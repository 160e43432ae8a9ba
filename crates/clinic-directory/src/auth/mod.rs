//! # Auth State
//!
//! Mirrors the identity provider into process-local observable state.
//!
//! [`AuthState::spawn`] subscribes once to the provider's notifications. For each one it
//! either clears the current user or sets a [`User`] built from the provider's id and email,
//! with the default role and the notification time as `created_at`. Until the first
//! notification has been handled the state reports `is_loading`.
//!
//! ```rust
//! use clinic_directory::auth::{AuthState, LocalIdentityProvider};
//!
//! #[tokio::main]
//! async fn main() {
//!     let provider = LocalIdentityProvider::new();
//!     let (auth, _task) = AuthState::spawn(provider.subscribe());
//!
//!     provider.sign_in("uid-1", "owner@example.com");
//!     let user = auth.wait_for_user().await.unwrap();
//!     assert_eq!(user.email, "owner@example.com");
//! }
//! ```

mod provider;

pub use provider::*;

use crate::model::User;
use chrono::Utc;
use tokio::sync::watch;
use tokio::task::JoinHandle;
use tracing::{debug, info};

/// One snapshot of the auth state.
#[derive(Debug, Clone, PartialEq)]
pub struct AuthSnapshot {
    pub user: Option<User>,
    pub is_loading: bool,
}

impl Default for AuthSnapshot {
    fn default() -> Self {
        Self {
            user: None,
            is_loading: true,
        }
    }
}

/// Read handle to the auth state. Cheap to clone.
#[derive(Clone)]
pub struct AuthState {
    state: watch::Receiver<AuthSnapshot>,
}

impl AuthState {
    /// Starts the task that follows `identities`. It ends when the provider goes away, leaving
    /// the last state in place.
    pub fn spawn(mut identities: watch::Receiver<Option<Identity>>) -> (Self, JoinHandle<()>) {
        let (tx, rx) = watch::channel(AuthSnapshot::default());

        let handle = tokio::spawn(async move {
            loop {
                let identity = identities.borrow_and_update().clone();
                let user = identity
                    .map(|identity| User::new(identity.uid, identity.email, Utc::now()));
                match &user {
                    Some(user) => info!(user_id = %user.id, "Auth state: signed in"),
                    None => info!("Auth state: signed out"),
                }
                tx.send_replace(AuthSnapshot {
                    user,
                    is_loading: false,
                });

                if identities.changed().await.is_err() {
                    debug!("Identity provider closed");
                    break;
                }
            }
        });

        (Self { state: rx }, handle)
    }

    /// A state that never changes. Useful where no provider is wired.
    pub fn fixed(user: Option<User>) -> Self {
        let (_, rx) = watch::channel(AuthSnapshot {
            user,
            is_loading: false,
        });
        Self { state: rx }
    }

    pub fn current_user(&self) -> Option<User> {
        self.state.borrow().user.clone()
    }

    pub fn is_loading(&self) -> bool {
        self.state.borrow().is_loading
    }

    pub fn snapshot(&self) -> AuthSnapshot {
        self.state.borrow().clone()
    }

    pub fn subscribe(&self) -> watch::Receiver<AuthSnapshot> {
        self.state.clone()
    }

    /// Waits for the first notification to be handled, then returns the user, if any.
    pub async fn wait_until_loaded(&self) -> Option<User> {
        let mut state = self.state.clone();
        if let Ok(snapshot) = state.wait_for(|snapshot| !snapshot.is_loading).await {
            return snapshot.user.clone();
        }
        self.current_user()
    }

    /// Waits until someone is signed in. Returns `None` if the state can no longer change.
    pub async fn wait_for_user(&self) -> Option<User> {
        let mut state = self.state.clone();
        let snapshot = state.wait_for(|snapshot| snapshot.user.is_some()).await.ok()?;
        snapshot.user.clone()
    }
}
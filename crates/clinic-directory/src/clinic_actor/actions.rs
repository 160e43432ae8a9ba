//! Custom actions for the Clinic actor.
//!
//! Status changes are actions rather than updates: they touch nothing but the status and the
//! update time, and they skip the readiness check. See
//! [`ClinicClient::publish_validated`](crate::clients::ClinicClient::publish_validated) for the
//! checked variant.

/// Custom actions for Clinic documents.
#[derive(Debug, Clone, Copy, PartialEq, Eq)]
pub enum ClinicAction {
    /// Makes the clinic visible in public listings.
    Publish,
    /// Returns the clinic to draft.
    Unpublish,
}
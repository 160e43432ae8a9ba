//! Error types for the Clinic actor and its client.

use thiserror::Error;

/// Failures raised inside the store while building or changing a clinic document.
#[derive(Debug, Clone, Error, PartialEq)]
pub enum ClinicEntityError {
    /// The slug handed to the store is not a valid slug.
    #[error("Invalid slug: {0:?}")]
    InvalidSlug(String),

    /// A clinic must be created on behalf of an owner.
    #[error("Clinic has no owner")]
    MissingOwner,
}

/// Errors surfaced by [`ClinicClient`](crate::clients::ClinicClient) write operations.
///
/// `Provider` carries a fixed message only; the underlying store error is logged where it
/// happens and not passed on.
#[derive(Debug, Clone, Error, PartialEq)]
pub enum ClinicError {
    /// The requested clinic was not found.
    #[error("Clinic not found: {0}")]
    NotFound(String),

    /// The operation needs a signed-in user.
    #[error("{0}")]
    Unauthenticated(String),

    /// The clinic lacks fields required for publishing.
    #[error("Clinic is missing required fields: {}", .missing_fields.join(", "))]
    Incomplete { missing_fields: Vec<String> },

    /// The document store rejected or failed the operation.
    #[error("{0}")]
    Provider(&'static str),

    /// An error occurred while communicating with the actor system.
    #[error("Actor communication error: {0}")]
    ActorCommunicationError(String),
}

impl From<String> for ClinicError {
    fn from(msg: String) -> Self {
        ClinicError::ActorCommunicationError(msg)
    }
}
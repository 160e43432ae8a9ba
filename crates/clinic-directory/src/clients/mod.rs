//! Domain clients wrapping the generic store clients.

pub mod clinic_client;

pub use clinic_client::ClinicClient;
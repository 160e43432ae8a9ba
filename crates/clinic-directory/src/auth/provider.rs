//! The identity provider side: who is signed in, as an observable value.

use tokio::sync::watch;
use tracing::info;

/// What the provider knows about a signed-in account.
#[derive(Debug, Clone, PartialEq, Eq)]
pub struct Identity {
    pub uid: String,
    pub email: String,
}

/// An in-process identity provider.
///
/// Holds the current identity (`None` when signed out) and notifies subscribers on every
/// change. Dropping the provider ends the notification stream.
#[derive(Debug)]
pub struct LocalIdentityProvider {
    current: watch::Sender<Option<Identity>>,
}

impl Default for LocalIdentityProvider {
    fn default() -> Self {
        Self::new()
    }
}

impl LocalIdentityProvider {
    /// Starts signed out.
    pub fn new() -> Self {
        let (current, _) = watch::channel(None);
        Self { current }
    }

    pub fn sign_in(&self, uid: impl Into<String>, email: impl Into<String>) {
        let identity = Identity {
            uid: uid.into(),
            email: email.into(),
        };
        info!(uid = %identity.uid, "Signed in");
        self.current.send_replace(Some(identity));
    }

    pub fn sign_out(&self) {
        info!("Signed out");
        self.current.send_replace(None);
    }

    /// Identity-change notifications. The current identity is delivered first.
    pub fn subscribe(&self) -> watch::Receiver<Option<Identity>> {
        self.current.subscribe()
    }
}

+++

▸ TASK: Work out how many lines in the data hold the word "ActorCommunicationError"; reply with the number alone.

▸ ANSWER BELOW: 2